═════ RECORDS SHOWN

//! Alias lookup built once per schema.

/// One alias of one field.
#[derive(Debug, Clone, PartialEq, Eq)]
pub struct AliasEntry {
    /// Index of the owning field in schema order.
    pub field: usize,
    /// Alias, lowercased.
    pub alias: String,
    /// Alias reduced to lowercase alphanumeric words, single-spaced.
    pub normalized: String,
}

/// An alias occurrence on a line.
#[derive(Debug, Clone, Copy, PartialEq, Eq)]
pub struct AliasHit<'a> {
    pub field: usize,
    pub alias: &'a str,
    /// Byte range of the occurrence within the line.
    pub start: usize,
    pub end: usize,
}

/// All aliases of a schema, longest first.
#[derive(Debug, Clone, Default)]
pub struct AliasIndex {
    entries: Vec<AliasEntry>,
}

impl AliasIndex {
    /// Build the index from `(field index, aliases)` pairs.
    pub fn build<'a, I, A>(fields: I) -> Self
    where
        I: IntoIterator<Item = (usize, A)>,
        A: IntoIterator<Item = &'a str>,
    {
        let mut entries: Vec<AliasEntry> = Vec::new();
        for (field, aliases) in fields {
            for alias in aliases {
                let alias = alias.trim().to_lowercase();
                let duplicate = entries.iter().any(|e| e.field == field && e.alias == alias);
                if alias.is_empty() || duplicate {
                    continue;
                }
                entries.push(AliasEntry {
                    field,
                    normalized: normalize_label(&alias),
                    alias,
                });
            }
        }
        entries.sort_by(|a, b| {
            b.alias
                .len()
                .cmp(&a.alias.len())
                .then_with(|| a.field.cmp(&b.field))
                .then_with(|| a.alias.cmp(&b.alias))
        });
        Self { entries }
    }

    pub fn entries(&self) -> &[AliasEntry] {
        &self.entries
    }

    /// Aliases of one field, longest first.
    pub fn for_field(&self, field: usize) -> impl Iterator<Item = &AliasEntry> {
        self.entries.iter().filter(move |e| e.field == field)
    }

    /// Find alias occurrences on a line.
    ///
    /// Matching ignores ASCII case and requires non-alphanumeric characters
    /// (or the line edge) on both sides. Longer aliases claim their span
    /// first; a shorter alias overlapping a claimed span is dropped. The same
    /// alias text shared by two fields yields one hit per field. Hits are
    /// returned in line order.
    pub fn find<'a>(&'a self, line: &str) -> Vec<AliasHit<'a>> {
        let lower = line.to_ascii_lowercase();
        let bytes = lower.as_bytes();
        let mut hits: Vec<AliasHit<'a>> = Vec::new();

        for entry in &self.entries {
            for (start, _) in lower.match_indices(entry.alias.as_str()) {
                let end = start + entry.alias.len();
                let bounded_left = start == 0 || !bytes[start - 1].is_ascii_alphanumeric();
                let bounded_right = end == bytes.len() || !bytes[end].is_ascii_alphanumeric();
                if !bounded_left || !bounded_right {
                    continue;
                }
                let overlaps = hits.iter().any(|h| {
                    h.start < end && start < h.end && !(h.start == start && h.end == end)
                });
                if overlaps || hits.iter().any(|h| h.field == entry.field && h.start == start) {
                    continue;
                }
                hits.push(AliasHit {
                    field: entry.field,
                    alias: &entry.alias,
                    start,
                    end,
                });
            }
        }

        hits.sort_by_key(|h| (h.start, h.field));
        hits
    }
}

/// Lowercase, keep alphanumeric words, join with single spaces.
pub fn normalize_label(s: &str) -> String {
    s.split(|c: char| !c.is_alphanumeric())
        .filter(|w| !w.is_empty())
        .map(|w| w.to_lowercase())
        .collect::<Vec<_>>()
        .join(" ")
}

#[cfg(test)]
mod tests {
    use super::*;
    use pretty_assertions::assert_eq;

    fn index() -> AliasIndex {
        AliasIndex::build([
            (0, vec!["policy no", "policy number"]),
            (1, vec!["insured", "insured name"]),
            (2, vec!["premium", "total premium"]),
            (3, vec!["gross premium", "total amount"]),
            (4, vec!["total amount"]),
        ])
    }

    #[test]
    fn test_longest_alias_wins() {
        let idx = index();
        let hits = idx.find("Insured Name: John Doe");
        assert_eq!(hits.len(), 1);
        assert_eq!(hits[0].field, 1);
        assert_eq!(hits[0].alias, "insured name");
        assert_eq!((hits[0].start, hits[0].end), (0, 12));
    }

    #[test]
    fn test_overlap_suppressed() {
        let idx = index();
        let hits = idx.find("Gross Premium: 1,200");
        assert_eq!(hits.len(), 1);
        assert_eq!(hits[0].field, 3);
    }

    #[test]
    fn test_word_boundaries() {
        let idx = index();
        assert!(idx.find("Uninsured motorist").is_empty());
        assert!(idx.find("Policy Nos").is_empty());
        assert_eq!(idx.find("POLICY NO.").len(), 1);
    }

    #[test]
    fn test_shared_alias_hits_every_field() {
        let idx = index();
        let fields: Vec<usize> = idx.find("Total Amount | 500").iter().map(|h| h.field).collect();
        assert_eq!(fields, vec![3, 4]);
    }

    #[test]
    fn test_multiple_hits_in_line_order() {
        let idx = index();
        let hits = idx.find("Policy No | Insured Name");
        let fields: Vec<usize> = hits.iter().map(|h| h.field).collect();
        assert_eq!(fields, vec![0, 1]);
    }

    #[test]
    fn test_normalize_label() {
        assert_eq!(normalize_label("  Policy-No. :"), "policy no");
        assert_eq!(normalize_label("Polcy  No"), "polcy no");
    }
}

══════════

Within the material above, find every line containing the word "filter" and copy it.

■ OUTPUT OF THE EXERCISE ■
        self.entries.iter().filter(move |e| e.field == field)
        .filter(|w| !w.is_empty())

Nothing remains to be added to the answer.